[Given data — start]

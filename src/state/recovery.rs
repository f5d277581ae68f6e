// ============================================================================
// RECOVERY WIZARD STATE - identify -> verify code -> reset password
// ============================================================================

use std::rc::Rc;

use yew::Reducible;

use crate::utils::validators::{is_password_form_valid, is_valid_default_id, is_valid_uni_id};

#[derive(Debug, Clone, Copy, PartialEq, Eq)]
pub enum RecoveryStep {
    Identify,
    VerifyCode,
    ResetPassword,
}

/// Full wizard state. Mutated only through `RecoveryAction`; the step
/// moves forward on confirmed gateway success and backward on explicit
/// user request, never otherwise.
#[derive(Debug, Clone, PartialEq)]
pub struct RecoveryState {
    pub step: RecoveryStep,
    pub uni_id: String,
    pub otp_code: String,
    pub new_password: String,
    pub new_password_confirm: String,
    /// A gateway call for the current step is in flight; submissions are
    /// ignored while set so a step can never be submitted twice.
    pub pending: bool,
}

impl Default for RecoveryState {
    fn default() -> Self {
        Self {
            step: RecoveryStep::Identify,
            uni_id: String::new(),
            otp_code: String::new(),
            new_password: String::new(),
            new_password_confirm: String::new(),
            pending: false,
        }
    }
}

pub enum RecoveryAction {
    SetUniId(String),
    SetOtp(String),
    SetPassword(String),
    SetPasswordConfirm(String),
    SubmitStarted,
    SubmitFailed,
    StepAdvanced,
    StepBack,
}

impl Reducible for RecoveryState {
    type Action = RecoveryAction;

    fn reduce(self: Rc<Self>, action: Self::Action) -> Rc<Self> {
        let mut next = (*self).clone();
        match action {
            RecoveryAction::SetUniId(value) => next.uni_id = value.trim().to_string(),
            RecoveryAction::SetOtp(value) => next.otp_code = value.trim().to_string(),
            RecoveryAction::SetPassword(value) => next.new_password = value.trim().to_string(),
            RecoveryAction::SetPasswordConfirm(value) => {
                next.new_password_confirm = value.trim().to_string()
            }
            RecoveryAction::SubmitStarted => next.pending = true,
            RecoveryAction::SubmitFailed => next.pending = false,
            RecoveryAction::StepAdvanced => {
                next.pending = false;
                next.step = match self.step {
                    RecoveryStep::Identify => RecoveryStep::VerifyCode,
                    // the final step exits the wizard through navigation,
                    // not through a state transition
                    RecoveryStep::VerifyCode | RecoveryStep::ResetPassword => {
                        RecoveryStep::ResetPassword
                    }
                };
            }
            RecoveryAction::StepBack => {
                next.pending = false;
                match self.step {
                    // backing out of the first step leaves the wizard;
                    // the view navigates, the state stays put
                    RecoveryStep::Identify => {}
                    RecoveryStep::VerifyCode => {
                        next.step = RecoveryStep::Identify;
                        next.otp_code.clear();
                    }
                    RecoveryStep::ResetPassword => next.step = RecoveryStep::VerifyCode,
                }
            }
        }
        Rc::new(next)
    }
}

impl RecoveryState {
    /// Gate for the current step's continue button.
    pub fn can_continue(&self) -> bool {
        if self.pending {
            return false;
        }
        match self.step {
            // the pattern rejects the empty string, so this also covers
            // "non-empty" after trimming
            RecoveryStep::Identify => is_valid_uni_id(&self.uni_id),
            RecoveryStep::VerifyCode => is_valid_default_id(&self.otp_code),
            RecoveryStep::ResetPassword => {
                is_password_form_valid(&self.new_password, &self.new_password_confirm)
            }
        }
    }

    /// Advisory hint re-evaluated on every keystroke. Purely informative;
    /// never blocks the continue button.
    pub fn advisory_key(&self) -> Option<&'static str> {
        match self.step {
            RecoveryStep::Identify => {
                if !self.uni_id.is_empty() {
                    Some("all-fields-required-message")
                } else {
                    None
                }
            }
            RecoveryStep::VerifyCode => None,
            RecoveryStep::ResetPassword => {
                let password = &self.new_password;
                let confirm = &self.new_password_confirm;
                if !password.is_empty() && password.chars().count() < 8 {
                    Some("password-length-message")
                } else if !password.is_empty() && !confirm.is_empty() && password != confirm {
                    Some("password-match-message")
                } else {
                    None
                }
            }
        }
    }
}

#[cfg(test)]
mod tests {
    use super::*;

    fn reduce(state: RecoveryState, action: RecoveryAction) -> RecoveryState {
        (*Rc::new(state).reduce(action)).clone()
    }

    fn state_on(step: RecoveryStep) -> RecoveryState {
        RecoveryState {
            step,
            ..RecoveryState::default()
        }
    }

    #[test]
    fn identify_continue_requires_non_empty_uni_id() {
        let state = RecoveryState::default();
        assert!(!state.can_continue());
        let state = reduce(state, RecoveryAction::SetUniId("student1".into()));
        assert!(state.can_continue());
        // whitespace-only input trims to empty
        let state = reduce(state, RecoveryAction::SetUniId("   ".into()));
        assert!(!state.can_continue());
    }

    #[test]
    fn identify_rejects_malformed_uni_ids() {
        let state = reduce(
            RecoveryState::default(),
            RecoveryAction::SetUniId("mari maasikas".into()),
        );
        assert!(!state.can_continue());
        let state = reduce(state, RecoveryAction::SetUniId("mari@taltech".into()));
        assert!(!state.can_continue());
        let state = reduce(state, RecoveryAction::SetUniId("mari.maasikas".into()));
        assert!(state.can_continue());
    }

    #[test]
    fn verify_code_is_gated_on_the_default_id_pattern() {
        let state = reduce(state_on(RecoveryStep::VerifyCode), RecoveryAction::SetOtp("1234".into()));
        assert!(!state.can_continue());
        let state = reduce(state, RecoveryAction::SetOtp("123456".into()));
        assert!(state.can_continue());
    }

    #[test]
    fn reset_password_is_gated_on_length_and_match() {
        let state = state_on(RecoveryStep::ResetPassword);
        let state = reduce(state, RecoveryAction::SetPassword("secret12".into()));
        assert!(!state.can_continue());
        let state = reduce(state, RecoveryAction::SetPasswordConfirm("secret12".into()));
        assert!(state.can_continue());
        let state = reduce(state, RecoveryAction::SetPassword("short".into()));
        assert!(!state.can_continue());
    }

    #[test]
    fn pending_disables_continue_until_the_call_settles() {
        let state = reduce(RecoveryState::default(), RecoveryAction::SetUniId("student1".into()));
        let state = reduce(state, RecoveryAction::SubmitStarted);
        assert!(state.pending);
        assert!(!state.can_continue());
        let state = reduce(state, RecoveryAction::SubmitFailed);
        assert!(!state.pending);
        assert!(state.can_continue());
    }

    #[test]
    fn failed_verification_stays_on_verify_code() {
        // uniId accepted, gateway rejects the otp: the wizard re-prompts
        let state = reduce(RecoveryState::default(), RecoveryAction::SetUniId("student1".into()));
        let state = reduce(state, RecoveryAction::SubmitStarted);
        let state = reduce(state, RecoveryAction::StepAdvanced);
        assert_eq!(state.step, RecoveryStep::VerifyCode);

        let state = reduce(state, RecoveryAction::SetOtp("123456".into()));
        let state = reduce(state, RecoveryAction::SubmitStarted);
        let state = reduce(state, RecoveryAction::SubmitFailed);
        assert_eq!(state.step, RecoveryStep::VerifyCode);
        assert!(!state.pending);
    }

    #[test]
    fn stepping_back_from_verify_code_clears_the_otp() {
        let state = reduce(state_on(RecoveryStep::VerifyCode), RecoveryAction::SetOtp("123456".into()));
        let state = reduce(state, RecoveryAction::StepBack);
        assert_eq!(state.step, RecoveryStep::Identify);
        assert!(state.otp_code.is_empty());
    }

    #[test]
    fn stepping_back_from_reset_password_returns_to_verify_code() {
        let state = reduce(state_on(RecoveryStep::ResetPassword), RecoveryAction::StepBack);
        assert_eq!(state.step, RecoveryStep::VerifyCode);
    }

    #[test]
    fn step_back_on_identify_leaves_state_unchanged() {
        let state = reduce(RecoveryState::default(), RecoveryAction::SetUniId("student1".into()));
        let stepped = reduce(state.clone(), RecoveryAction::StepBack);
        assert_eq!(stepped, state);
    }

    #[test]
    fn advisory_tracks_the_password_fields() {
        let state = state_on(RecoveryStep::ResetPassword);
        assert_eq!(state.advisory_key(), None);
        let state = reduce(state, RecoveryAction::SetPassword("short".into()));
        assert_eq!(state.advisory_key(), Some("password-length-message"));
        let state = reduce(state, RecoveryAction::SetPassword("longenough".into()));
        let state = reduce(state, RecoveryAction::SetPasswordConfirm("different1".into()));
        assert_eq!(state.advisory_key(), Some("password-match-message"));
        let state = reduce(state, RecoveryAction::SetPasswordConfirm("longenough".into()));
        assert_eq!(state.advisory_key(), None);
    }

    #[test]
    fn advisory_on_identify_prompts_once_typing_starts() {
        let state = RecoveryState::default();
        assert_eq!(state.advisory_key(), None);
        let state = reduce(state, RecoveryAction::SetUniId("s".into()));
        assert_eq!(state.advisory_key(), Some("all-fields-required-message"));
    }

}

[Given data — finish]

*Exercise description:*
Print the lines above, unchanged, from the start of the records to the line with "Full wizard state.", including that final line.

*Result:*
filename src/state/recovery.rs
repository f5d277581ae68f6e
// ============================================================================
// RECOVERY WIZARD STATE - identify -> verify code -> reset password
// ============================================================================

use std::rc::Rc;

use yew::Reducible;

use crate::utils::validators::{is_password_form_valid, is_valid_default_id, is_valid_uni_id};

#[derive(Debug, Clone, Copy, PartialEq, Eq)]
pub enum RecoveryStep {
    Identify,
    VerifyCode,
    ResetPassword,
}

/// Full wizard state. Mutated only through `RecoveryAction`; the step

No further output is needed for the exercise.